Work instructions:
Give every entry again, exactly.

Material for this exercise:
——————————
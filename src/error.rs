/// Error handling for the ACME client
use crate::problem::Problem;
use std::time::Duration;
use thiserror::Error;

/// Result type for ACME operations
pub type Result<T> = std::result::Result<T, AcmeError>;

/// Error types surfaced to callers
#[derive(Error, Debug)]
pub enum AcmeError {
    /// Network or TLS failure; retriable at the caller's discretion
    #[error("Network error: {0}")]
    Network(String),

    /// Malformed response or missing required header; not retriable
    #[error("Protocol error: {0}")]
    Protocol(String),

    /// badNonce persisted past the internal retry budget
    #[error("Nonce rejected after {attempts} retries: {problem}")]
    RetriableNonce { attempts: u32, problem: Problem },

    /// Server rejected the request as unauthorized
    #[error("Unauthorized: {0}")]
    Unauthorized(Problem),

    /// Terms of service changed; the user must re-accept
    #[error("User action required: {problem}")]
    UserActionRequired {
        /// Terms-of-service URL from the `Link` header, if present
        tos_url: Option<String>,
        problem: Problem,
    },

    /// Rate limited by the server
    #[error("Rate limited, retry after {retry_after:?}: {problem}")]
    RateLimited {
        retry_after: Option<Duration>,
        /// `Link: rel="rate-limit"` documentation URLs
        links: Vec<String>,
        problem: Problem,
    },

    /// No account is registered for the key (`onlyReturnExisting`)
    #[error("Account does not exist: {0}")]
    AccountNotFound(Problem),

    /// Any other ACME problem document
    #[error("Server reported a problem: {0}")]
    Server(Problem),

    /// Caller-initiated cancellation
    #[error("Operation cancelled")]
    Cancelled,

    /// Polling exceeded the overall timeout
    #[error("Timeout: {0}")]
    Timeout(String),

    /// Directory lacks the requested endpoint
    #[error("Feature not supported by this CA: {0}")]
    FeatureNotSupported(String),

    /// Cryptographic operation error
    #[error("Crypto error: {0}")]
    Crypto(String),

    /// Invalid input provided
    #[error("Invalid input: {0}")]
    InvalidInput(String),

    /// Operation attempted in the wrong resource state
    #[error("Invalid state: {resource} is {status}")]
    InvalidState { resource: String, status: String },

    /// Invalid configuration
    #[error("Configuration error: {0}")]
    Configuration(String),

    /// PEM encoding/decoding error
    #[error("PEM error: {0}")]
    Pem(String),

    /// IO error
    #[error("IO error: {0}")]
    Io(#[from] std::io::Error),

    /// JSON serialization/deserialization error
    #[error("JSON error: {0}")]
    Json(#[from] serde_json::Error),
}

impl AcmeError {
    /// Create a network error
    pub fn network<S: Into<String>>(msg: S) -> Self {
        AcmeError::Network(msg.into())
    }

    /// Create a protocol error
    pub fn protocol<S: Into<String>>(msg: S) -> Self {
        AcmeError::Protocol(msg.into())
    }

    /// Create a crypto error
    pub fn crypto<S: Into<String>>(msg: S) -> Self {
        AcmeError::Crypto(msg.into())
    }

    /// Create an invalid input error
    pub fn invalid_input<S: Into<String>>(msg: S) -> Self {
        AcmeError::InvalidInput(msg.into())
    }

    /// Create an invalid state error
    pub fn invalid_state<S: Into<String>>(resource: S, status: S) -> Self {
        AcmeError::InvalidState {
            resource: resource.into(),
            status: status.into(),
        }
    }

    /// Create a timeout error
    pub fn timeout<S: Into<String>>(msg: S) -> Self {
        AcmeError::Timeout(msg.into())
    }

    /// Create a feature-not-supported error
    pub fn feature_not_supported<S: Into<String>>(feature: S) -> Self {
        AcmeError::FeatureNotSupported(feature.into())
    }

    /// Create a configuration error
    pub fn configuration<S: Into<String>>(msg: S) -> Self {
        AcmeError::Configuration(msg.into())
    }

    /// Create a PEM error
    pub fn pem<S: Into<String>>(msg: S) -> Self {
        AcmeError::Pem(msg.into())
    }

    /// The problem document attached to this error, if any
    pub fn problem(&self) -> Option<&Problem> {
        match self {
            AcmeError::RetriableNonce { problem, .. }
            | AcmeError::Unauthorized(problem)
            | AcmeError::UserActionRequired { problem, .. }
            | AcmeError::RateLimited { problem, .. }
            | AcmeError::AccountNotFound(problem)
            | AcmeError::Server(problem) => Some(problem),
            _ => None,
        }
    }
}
——————————
Answer section:
filename src/error.rs
/// Error handling for the ACME client
use crate::problem::Problem;
use std::time::Duration;
use thiserror::Error;

/// Result type for ACME operations
pub type Result<T> = std::result::Result<T, AcmeError>;

/// Error types surfaced to callers
#[derive(Error, Debug)]
pub enum AcmeError {
    /// Network or TLS failure; retriable at the caller's discretion
    #[error("Network error: {0}")]
    Network(String),

    /// Malformed response or missing required header; not retriable
    #[error("Protocol error: {0}")]
    Protocol(String),

    /// badNonce persisted past the internal retry budget
    #[error("Nonce rejected after {attempts} retries: {problem}")]
    RetriableNonce { attempts: u32, problem: Problem },

    /// Server rejected the request as unauthorized
    #[error("Unauthorized: {0}")]
    Unauthorized(Problem),

    /// Terms of service changed; the user must re-accept
    #[error("User action required: {problem}")]
    UserActionRequired {
        /// Terms-of-service URL from the `Link` header, if present
        tos_url: Option<String>,
        problem: Problem,
    },

    /// Rate limited by the server
    #[error("Rate limited, retry after {retry_after:?}: {problem}")]
    RateLimited {
        retry_after: Option<Duration>,
        /// `Link: rel="rate-limit"` documentation URLs
        links: Vec<String>,
        problem: Problem,
    },

    /// No account is registered for the key (`onlyReturnExisting`)
    #[error("Account does not exist: {0}")]
    AccountNotFound(Problem),

    /// Any other ACME problem document
    #[error("Server reported a problem: {0}")]
    Server(Problem),

    /// Caller-initiated cancellation
    #[error("Operation cancelled")]
    Cancelled,

    /// Polling exceeded the overall timeout
    #[error("Timeout: {0}")]
    Timeout(String),

    /// Directory lacks the requested endpoint
    #[error("Feature not supported by this CA: {0}")]
    FeatureNotSupported(String),

    /// Cryptographic operation error
    #[error("Crypto error: {0}")]
    Crypto(String),

    /// Invalid input provided
    #[error("Invalid input: {0}")]
    InvalidInput(String),

    /// Operation attempted in the wrong resource state
    #[error("Invalid state: {resource} is {status}")]
    InvalidState { resource: String, status: String },

    /// Invalid configuration
    #[error("Configuration error: {0}")]
    Configuration(String),

    /// PEM encoding/decoding error
    #[error("PEM error: {0}")]
    Pem(String),

    /// IO error
    #[error("IO error: {0}")]
    Io(#[from] std::io::Error),

    /// JSON serialization/deserialization error
    #[error("JSON error: {0}")]
    Json(#[from] serde_json::Error),
}

impl AcmeError {
    /// Create a network error
    pub fn network<S: Into<String>>(msg: S) -> Self {
        AcmeError::Network(msg.into())
    }

    /// Create a protocol error
    pub fn protocol<S: Into<String>>(msg: S) -> Self {
        AcmeError::Protocol(msg.into())
    }

    /// Create a crypto error
    pub fn crypto<S: Into<String>>(msg: S) -> Self {
        AcmeError::Crypto(msg.into())
    }

    /// Create an invalid input error
    pub fn invalid_input<S: Into<String>>(msg: S) -> Self {
        AcmeError::InvalidInput(msg.into())
    }

    /// Create an invalid state error
    pub fn invalid_state<S: Into<String>>(resource: S, status: S) -> Self {
        AcmeError::InvalidState {
            resource: resource.into(),
            status: status.into(),
        }
    }

    /// Create a timeout error
    pub fn timeout<S: Into<String>>(msg: S) -> Self {
        AcmeError::Timeout(msg.into())
    }

    /// Create a feature-not-supported error
    pub fn feature_not_supported<S: Into<String>>(feature: S) -> Self {
        AcmeError::FeatureNotSupported(feature.into())
    }

    /// Create a configuration error
    pub fn configuration<S: Into<String>>(msg: S) -> Self {
        AcmeError::Configuration(msg.into())
    }

    /// Create a PEM error
    pub fn pem<S: Into<String>>(msg: S) -> Self {
        AcmeError::Pem(msg.into())
    }

    /// The problem document attached to this error, if any
    pub fn problem(&self) -> Option<&Problem> {
        match self {
            AcmeError::RetriableNonce { problem, .. }
            | AcmeError::Unauthorized(problem)
            | AcmeError::UserActionRequired { problem, .. }
            | AcmeError::RateLimited { problem, .. }
            | AcmeError::AccountNotFound(problem)
            | AcmeError::Server(problem) => Some(problem),
            _ => None,
        }
    }
}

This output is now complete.